# [Dataset entries]
use camino::Utf8PathBuf;
use thiserror::Error;

pub use anyhow::Error as ClientError;

/// Top-level error of every submitter action. Whatever reaches the
/// orchestrator boundary is shown to the user verbatim through
/// [`Host::display_message`](crate::Host::display_message).
#[derive(Debug, Error)]
pub enum SubmitError {
    #[error(transparent)]
    Extract(#[from] ExtractError),

    #[error("Node '{node}' has no parameter '{parm}'")]
    MissingParameter { node: String, parm: String },

    #[error("Parameter '{parm}' on node '{node}' is not {expected}")]
    WrongParameterType {
        node: String,
        parm: String,
        expected: &'static str,
    },

    #[error("Node '{0}' has no render steps to submit")]
    NoSteps(String),

    #[error("Malformed queue parameter definitions on node '{0}':\n{1}")]
    QueueParameters(String, serde_json::Error),

    #[error("Malformed adaptor override environment {0}:\n{1}")]
    AdaptorOverride(String, serde_yaml::Error),

    #[error("Error while writing the job bundle:\n{0}")]
    Bundle(#[from] BundleError),

    #[error("Error while talking to the farm:\n{0}")]
    Transport(#[from] TransportError),

    #[error(transparent)]
    Config(#[from] ConfigError),
}

/// Failures of the render-plan introspection and its parser.
#[derive(Debug, Error)]
pub enum ExtractError {
    #[error("render: failed to list steps\n\n{0}")]
    Host(String),

    #[error("Malformed render plan line {line}: {reason}: {text:?}")]
    MalformedLine {
        line: usize,
        reason: &'static str,
        text: String,
    },

    #[error("Malformed frame range {0:?}: expected `( f )` or `( start stop step )`")]
    MalformedFrameRange(String),

    #[error("Invalid frame range {start} {stop} {step}: start must not exceed stop and step must be positive")]
    InvalidFrameRange { start: i64, stop: i64, step: i64 },

    #[error("Malformed frame expression {0:?}")]
    MalformedExpression(String),

    #[error("Step '{step}' depends on unknown step id '{dependency}'")]
    UnknownDependency { step: String, dependency: String },

    #[error("Step id '{0}' is listed twice")]
    DuplicateStep(String),

    #[error("Render plan contains a dependency cycle through step '{0}'")]
    Cycle(String),

    #[error("Render plan references unknown node '{0}'")]
    UnknownNode(String),
}

#[derive(Debug, Error)]
pub enum BundleError {
    #[error("Couldn't write '{0}'.\n{1}")]
    Io(Utf8PathBuf, std::io::Error),

    #[error("Couldn't serialize '{0}'.\n{1}")]
    Yaml(&'static str, serde_yaml::Error),
}

#[derive(Debug, Error)]
pub enum TransportError {
    #[error("{0}")]
    Client(#[from] ClientError),

    #[error("Response from '{call}' is missing field '{field}'")]
    MissingField { call: &'static str, field: &'static str },

    #[error("Response from '{call}' has a malformed field '{field}':\n{source}")]
    MalformedField {
        call: &'static str,
        field: &'static str,
        source: serde_json::Error,
    },

    #[error("Asset upload failed:\n{0}")]
    Upload(String),

    #[error("Submission canceled")]
    Canceled,
}

#[derive(Debug, Error)]
pub enum ConfigError {
    #[error("Couldn't load settings.\n{0}")]
    Load(#[from] config::ConfigError),

    #[error("Setting '{0}' is not set")]
    Missing(&'static str),
}

#[derive(Debug, Error)]
pub enum SnapshotError {
    #[error("Couldn't read scene snapshot '{0}'.\n{1}")]
    Io(Utf8PathBuf, std::io::Error),

    #[error("Malformed scene snapshot '{0}'.\n{1}")]
    Json(Utf8PathBuf, serde_json::Error),
}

# [Brief]
This exercise calls for every record to be restated word for word.

# [Result for this task]
use camino::Utf8PathBuf;
use thiserror::Error;

pub use anyhow::Error as ClientError;

/// Top-level error of every submitter action. Whatever reaches the
/// orchestrator boundary is shown to the user verbatim through
/// [`Host::display_message`](crate::Host::display_message).
#[derive(Debug, Error)]
pub enum SubmitError {
    #[error(transparent)]
    Extract(#[from] ExtractError),

    #[error("Node '{node}' has no parameter '{parm}'")]
    MissingParameter { node: String, parm: String },

    #[error("Parameter '{parm}' on node '{node}' is not {expected}")]
    WrongParameterType {
        node: String,
        parm: String,
        expected: &'static str,
    },

    #[error("Node '{0}' has no render steps to submit")]
    NoSteps(String),

    #[error("Malformed queue parameter definitions on node '{0}':\n{1}")]
    QueueParameters(String, serde_json::Error),

    #[error("Malformed adaptor override environment {0}:\n{1}")]
    AdaptorOverride(String, serde_yaml::Error),

    #[error("Error while writing the job bundle:\n{0}")]
    Bundle(#[from] BundleError),

    #[error("Error while talking to the farm:\n{0}")]
    Transport(#[from] TransportError),

    #[error(transparent)]
    Config(#[from] ConfigError),
}

/// Failures of the render-plan introspection and its parser.
#[derive(Debug, Error)]
pub enum ExtractError {
    #[error("render: failed to list steps\n\n{0}")]
    Host(String),

    #[error("Malformed render plan line {line}: {reason}: {text:?}")]
    MalformedLine {
        line: usize,
        reason: &'static str,
        text: String,
    },

    #[error("Malformed frame range {0:?}: expected `( f )` or `( start stop step )`")]
    MalformedFrameRange(String),

    #[error("Invalid frame range {start} {stop} {step}: start must not exceed stop and step must be positive")]
    InvalidFrameRange { start: i64, stop: i64, step: i64 },

    #[error("Malformed frame expression {0:?}")]
    MalformedExpression(String),

    #[error("Step '{step}' depends on unknown step id '{dependency}'")]
    UnknownDependency { step: String, dependency: String },

    #[error("Step id '{0}' is listed twice")]
    DuplicateStep(String),

    #[error("Render plan contains a dependency cycle through step '{0}'")]
    Cycle(String),

    #[error("Render plan references unknown node '{0}'")]
    UnknownNode(String),
}

#[derive(Debug, Error)]
pub enum BundleError {
    #[error("Couldn't write '{0}'.\n{1}")]
    Io(Utf8PathBuf, std::io::Error),

    #[error("Couldn't serialize '{0}'.\n{1}")]
    Yaml(&'static str, serde_yaml::Error),
}

#[derive(Debug, Error)]
pub enum TransportError {
    #[error("{0}")]
    Client(#[from] ClientError),

    #[error("Response from '{call}' is missing field '{field}'")]
    MissingField { call: &'static str, field: &'static str },

    #[error("Response from '{call}' has a malformed field '{field}':\n{source}")]
    MalformedField {
        call: &'static str,
        field: &'static str,
        source: serde_json::Error,
    },

    #[error("Asset upload failed:\n{0}")]
    Upload(String),

    #[error("Submission canceled")]
    Canceled,
}

#[derive(Debug, Error)]
pub enum ConfigError {
    #[error("Couldn't load settings.\n{0}")]
    Load(#[from] config::ConfigError),

    #[error("Setting '{0}' is not set")]
    Missing(&'static str),
}

#[derive(Debug, Error)]
pub enum SnapshotError {
    #[error("Couldn't read scene snapshot '{0}'.\n{1}")]
    Io(Utf8PathBuf, std::io::Error),

    #[error("Malformed scene snapshot '{0}'.\n{1}")]
    Json(Utf8PathBuf, serde_json::Error),
}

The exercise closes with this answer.